Görüntülediğiniz mahkeme kararı henüz kesinleşmemiştir. Yararlı olması amacıyla eklenmiştir.

T.C.
İSTANBUL
BÖLGE ADLİYE MAHKEMESİ
12. HUKUK DAİRESİ
DOSYA NO: 2021/2191
KARAR NO: 2022/83
T Ü R K M İ L L E T İ A D I N A
İ S T İ N A F K A R A R I
İNCELENEN KARARIN
MAHKEMESİ: İSTANBUL 14. ASLİYE TİCARET MAHKEMESİ
TARİHİ: 05/10/2021
NUMARASI: 2019/556 Esas – 2021/837 Karar
DAVA: İtirazın İptali (Ticari Satımdan Kaynaklanan)

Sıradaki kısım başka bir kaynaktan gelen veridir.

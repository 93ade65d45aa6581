/*
 * Copyright (c) 2023.
 *
 * This software is free software;
 *
 * You can redistribute it or modify it under terms of the MIT, Apache License or Zlib license
 */

#![cfg(feature = "serde")]

use alloc::format;

use serde::ser::*;

use crate::buffer::{ColorKey, Hotspot, PixelFormat};
use crate::errors::DecodeErrorKind;
use crate::options::ByteEndian;
use crate::palette::PaletteEntry;

impl Serialize for PixelFormat {
    #[allow(clippy::uninlined_format_args)]
    fn serialize<S>(&self, serializer: S) -> Result<S::Ok, S::Error>
    where
        S: Serializer
    {
        // pixel format serialization is simply it's debug value
        serializer.serialize_str(&format!("{:?}", self))
    }
}

impl Serialize for ByteEndian {
    #[allow(clippy::uninlined_format_args)]
    fn serialize<S>(&self, serializer: S) -> Result<S::Ok, S::Error>
    where
        S: Serializer
    {
        serializer.serialize_str(&format!("{:?}", self))
    }
}

impl Serialize for DecodeErrorKind {
    #[allow(clippy::uninlined_format_args)]
    fn serialize<S>(&self, serializer: S) -> Result<S::Ok, S::Error>
    where
        S: Serializer
    {
        serializer.serialize_str(&format!("{:?}", self))
    }
}

impl Serialize for PaletteEntry {
    fn serialize<S>(&self, serializer: S) -> Result<S::Ok, S::Error>
    where
        S: Serializer
    {
        let mut state = serializer.serialize_tuple(3)?;
        state.serialize_element(&self.red)?;
        state.serialize_element(&self.green)?;
        state.serialize_element(&self.blue)?;
        state.end()
    }
}

impl Serialize for Hotspot {
    fn serialize<S>(&self, serializer: S) -> Result<S::Ok, S::Error>
    where
        S: Serializer
    {
        let mut state = serializer.serialize_struct("Hotspot", 2)?;
        state.serialize_field("x", &self.x)?;
        state.serialize_field("y", &self.y)?;
        state.end()
    }
}

impl Serialize for ColorKey {
    fn serialize<S>(&self, serializer: S) -> Result<S::Ok, S::Error>
    where
        S: Serializer
    {
        serializer.serialize_u32(self.0)
    }
}
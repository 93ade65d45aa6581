/*
 * Copyright (c) 2023.
 *
 * This software is free software;
 *
 * You can redistribute it or modify it under terms of the MIT, Apache License or Zlib license
 */

//! Logging shim for the decoders
//!
//! With the `log` feature the macros here are the ones from the `log` crate,
//! without it they expand to nothing so `no_std` builds carry no logging cost.

#[cfg(feature = "log")]
pub use log::{debug, error, info, log_enabled, trace, warn, Level};

// #[macro_export] is required to make macros works across crates
// but it always put the macro in the crate root.
// #[doc(hidden)] + "pub use" is a workaround to namespace a macro.
#[cfg(not(feature = "log"))]
pub use crate::{
    __debug as debug, __error as error, __info as info, __log_enabled as log_enabled,
    __trace as trace, __warn as warn
};

#[cfg(not(feature = "log"))]
#[repr(usize)]
#[derive(Copy, Clone, Eq, PartialEq, Debug, Hash)]
pub enum Level {
    Error = 1,
    Warn,
    Info,
    Debug,
    Trace
}

#[cfg(not(feature = "log"))]
#[doc(hidden)]
#[macro_export]
macro_rules! __log_enabled {
    ($lvl:expr) => {{
        let _ = $lvl;
        false
    }};
}

#[cfg(not(feature = "log"))]
#[doc(hidden)]
#[macro_export]
macro_rules! __error {
    ($($arg:tt)+) => {};
}

#[cfg(not(feature = "log"))]
#[doc(hidden)]
#[macro_export]
macro_rules! __warn {
    ($($arg:tt)+) => {};
}

#[cfg(not(feature = "log"))]
#[doc(hidden)]
#[macro_export]
macro_rules! __info {
    ($($arg:tt)+) => {};
}

#[cfg(not(feature = "log"))]
#[doc(hidden)]
#[macro_export]
macro_rules! __debug {
    ($($arg:tt)+) => {};
}

#[cfg(not(feature = "log"))]
#[doc(hidden)]
#[macro_export]
macro_rules! __trace {
    ($($arg:tt)+) => {};
}
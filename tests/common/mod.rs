//! Shared test utilities

#![allow(dead_code)]

mod memory_store;
mod mock_gateway;

pub use memory_store::MemoryStore;
pub use mock_gateway::{CommentCall, MergeCall, MockGateway, StatusCall};

use chrono::{DateTime, TimeDelta, TimeZone, Utc};
use mergeclock::clock::Clock;
use mergeclock::reconcile::{Links, Reconciler};
use mergeclock::types::{
    CommitRecord, PrKey, PrState, PullRequestInfo, RepoId, ReviewRecord, Verdict,
};
use std::sync::{Arc, Mutex};

/// Clock that only moves when told to
pub struct ManualClock {
    now: Mutex<DateTime<Utc>>,
}

impl ManualClock {
    pub fn new(now: DateTime<Utc>) -> Self {
        Self {
            now: Mutex::new(now),
        }
    }

    pub fn set(&self, now: DateTime<Utc>) {
        *self.now.lock().unwrap() = now;
    }

    pub fn advance(&self, by: TimeDelta) {
        *self.now.lock().unwrap() += by;
    }
}

impl Clock for ManualClock {
    fn now(&self) -> DateTime<Utc> {
        *self.now.lock().unwrap()
    }
}

/// Fixed reference instant used across tests
pub fn t0() -> DateTime<Utc> {
    Utc.with_ymd_and_hms(2026, 3, 1, 12, 0, 0).unwrap()
}

pub fn repo() -> RepoId {
    RepoId::new("acme", "widgets")
}

pub fn key(number: u64) -> PrKey {
    PrKey::new(repo(), number)
}

/// Open, mergeable, non-draft pull request
pub fn open_pr(number: u64, created_at: DateTime<Utc>, head_sha: &str) -> PullRequestInfo {
    PullRequestInfo {
        number,
        title: format!("PR {number}"),
        state: PrState::Open,
        is_draft: false,
        mergeable: Some(true),
        created_at,
        head_sha: head_sha.to_string(),
        author: Some("alice".to_string()),
        html_url: format!("https://github.com/acme/widgets/pull/{number}"),
    }
}

pub fn commit(sha: &str, authored_at: DateTime<Utc>) -> CommitRecord {
    CommitRecord {
        sha: sha.to_string(),
        authored_at,
    }
}

pub fn review(reviewer: &str, verdict: Verdict, submitted_at: DateTime<Utc>) -> ReviewRecord {
    ReviewRecord {
        reviewer: reviewer.to_string(),
        verdict,
        submitted_at,
    }
}

pub fn links() -> Links {
    Links {
        base_url: "https://merge.example.org".to_string(),
        display_name: "mergeclock".to_string(),
        status_context: "mergeclock".to_string(),
    }
}

/// Reconciler wired to in-memory doubles
pub struct Harness {
    pub gateway: Arc<MockGateway>,
    pub store: Arc<MemoryStore>,
    pub clock: Arc<ManualClock>,
    pub reconciler: Arc<Reconciler>,
}

impl Harness {
    /// Harness with `acme/widgets` configured and the clock at `t0()`
    pub fn new() -> Self {
        Self::with_repositories(vec![repo()])
    }

    pub fn with_repositories(repositories: Vec<RepoId>) -> Self {
        let gateway = Arc::new(MockGateway::new());
        let store = Arc::new(MemoryStore::new(repositories));
        let clock = Arc::new(ManualClock::new(t0()));
        let reconciler = Arc::new(Reconciler::new(
            gateway.clone(),
            store.clone(),
            clock.clone(),
            links(),
        ));
        Self {
            gateway,
            store,
            clock,
            reconciler,
        }
    }

    /// Open PR `number` at `t0()` with a single commit authored at `t0()`
    pub fn open_single_commit_pr(&self, number: u64) -> PrKey {
        let key = key(number);
        let sha = format!("head-{number}");
        self.gateway.add_pr(&key, open_pr(number, t0(), &sha));
        self.gateway.set_commits(&key, vec![commit(&sha, t0())]);
        key
    }
}
//! Deadline computation - pure functions, no I/O
//!
//! Everything the engine needs is passed in, so repeated reconciliation of
//! the same remote state always lands on the same deadline.

use crate::deadline::strategy::{AdjustmentStrategy, WeightedVote, net_share};
use crate::deadline::weights::ContributorWeights;
use crate::types::{CommitRecord, ReviewRecord, Verdict};
use chrono::{DateTime, TimeDelta, Utc};
use std::collections::BTreeMap;

/// Flat review window, in days
pub const BASE_DAYS: i64 = 5;

/// Additional review time per commit, in days
pub const DAYS_PER_COMMIT: i64 = 5;

/// Commit counts above this are treated as this value
const MAX_COUNTED_COMMITS: u64 = 100_000;

/// Timing facts about a pull request that are not derived from commits
#[derive(Debug, Clone, Copy, PartialEq, Eq)]
pub struct PrTiming {
    /// When the PR was opened
    pub created_at: DateTime<Utc>,
    /// Most recent observed push that replaced the head
    pub last_force_push_at: Option<DateTime<Utc>>,
}

/// Computed merge schedule for a pull request
#[derive(Debug, Clone, PartialEq)]
pub struct Schedule {
    /// Latest of commit date, creation date and push date
    pub start_date: DateTime<Utc>,
    /// Number of commits on the PR
    pub commit_count: u64,
    /// Unadjusted review window
    pub base_duration: TimeDelta,
    /// Net signed contributor share of the effective votes
    pub coefficient: f64,
    /// Offset chosen by the adjustment strategy, before clamping
    pub adjustment: TimeDelta,
    /// When the PR becomes eligible for merge
    pub deadline: DateTime<Utc>,
    /// Votes that contributed to the adjustment, in reviewer order
    pub votes: Vec<WeightedVote>,
}

/// `5 days + 5 days × commit_count`
pub fn base_duration(commit_count: u64) -> TimeDelta {
    let counted = i64::try_from(commit_count.min(MAX_COUNTED_COMMITS)).unwrap_or(0);
    TimeDelta::days(BASE_DAYS + DAYS_PER_COMMIT * counted)
}

/// Latest of the most recent commit, the creation time and the last push
pub fn start_date(pr: &PrTiming, commits: &[CommitRecord]) -> DateTime<Utc> {
    commits
        .iter()
        .map(|c| c.authored_at)
        .chain(pr.last_force_push_at)
        .fold(pr.created_at, std::cmp::max)
}

/// Collapse reviews to each reviewer's latest approve/request-changes verdict
///
/// Comment-only reviews never override an earlier verdict. Reviewers are
/// returned in login order so folding their shares is order-independent of
/// the remote's listing order.
pub fn effective_votes(reviews: &[ReviewRecord], weights: &ContributorWeights) -> Vec<WeightedVote> {
    let mut latest: BTreeMap<String, &ReviewRecord> = BTreeMap::new();
    for review in reviews {
        if review.verdict == Verdict::Comment {
            continue;
        }
        let login = review.reviewer.to_lowercase();
        let newer = latest
            .get(&login)
            .is_none_or(|existing| existing.submitted_at <= review.submitted_at);
        if newer {
            latest.insert(login, review);
        }
    }

    latest
        .into_iter()
        .map(|(login, review)| WeightedVote {
            share: weights.share(&login),
            reviewer: login,
            verdict: review.verdict,
        })
        .collect()
}

/// Compute the merge schedule for a pull request (PURE)
///
/// `deadline = clamp(start + base + adjustment, start, start + 2 × base)`
pub fn compute_deadline(
    pr: &PrTiming,
    commits: &[CommitRecord],
    reviews: &[ReviewRecord],
    weights: &ContributorWeights,
    strategy: &dyn AdjustmentStrategy,
) -> Schedule {
    let start = start_date(pr, commits);
    let commit_count = commits.len() as u64;
    let base = base_duration(commit_count);
    let votes = effective_votes(reviews, weights);
    let adjustment = strategy.adjustment(base, &votes);

    // Saturating: a strategy may return any offset
    let earliest = start;
    let latest = start
        .checked_add_signed(base)
        .and_then(|t| t.checked_add_signed(base))
        .unwrap_or(DateTime::<Utc>::MAX_UTC);
    let unclamped = start
        .checked_add_signed(base)
        .and_then(|t| t.checked_add_signed(adjustment));
    let deadline = match unclamped {
        Some(t) => t.clamp(earliest, latest),
        None if adjustment < TimeDelta::zero() => earliest,
        None => latest,
    };

    Schedule {
        start_date: start,
        commit_count,
        base_duration: base,
        // normalizes -0.0
        coefficient: net_share(&votes) + 0.0,
        adjustment,
        deadline,
        votes,
    }
}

İSTİNAF KARAR TARİHİ: 25/01/2022
Davanın kabulüne ilişkin verilen kararın davalı vekili tarafından istinaf edilmesi üzerine dosya kapsamı incelenip gereği görüşülüp düşünüldü;
DAVA: Davacı vekili, müvekkillinin gayrimenkul alımı amacıyla internet bankacılığından … Bankası hesabından 27.10.2016 tarihinde 80.000-TL davalı şirketin … nolu ibanına EFT yaptıklarını, 28.10.2016 tarihinde aynı şekilde 82.500-TL EFT yaptıklarını, davalı şirketin taşınmaz vermediği gibi parayı da iade etmediğini, borçlu davalı şirketin haksız ve kötü niyetli olarak İstanbul … İcra Müdürlüğü’nün … esas sayılı icra takip dosyasında yaptığı itirazın iptalini, alacağın %20’sinden az olmamak üzere icra inkar tazminatına mahkum edilmesini talep etmiştir.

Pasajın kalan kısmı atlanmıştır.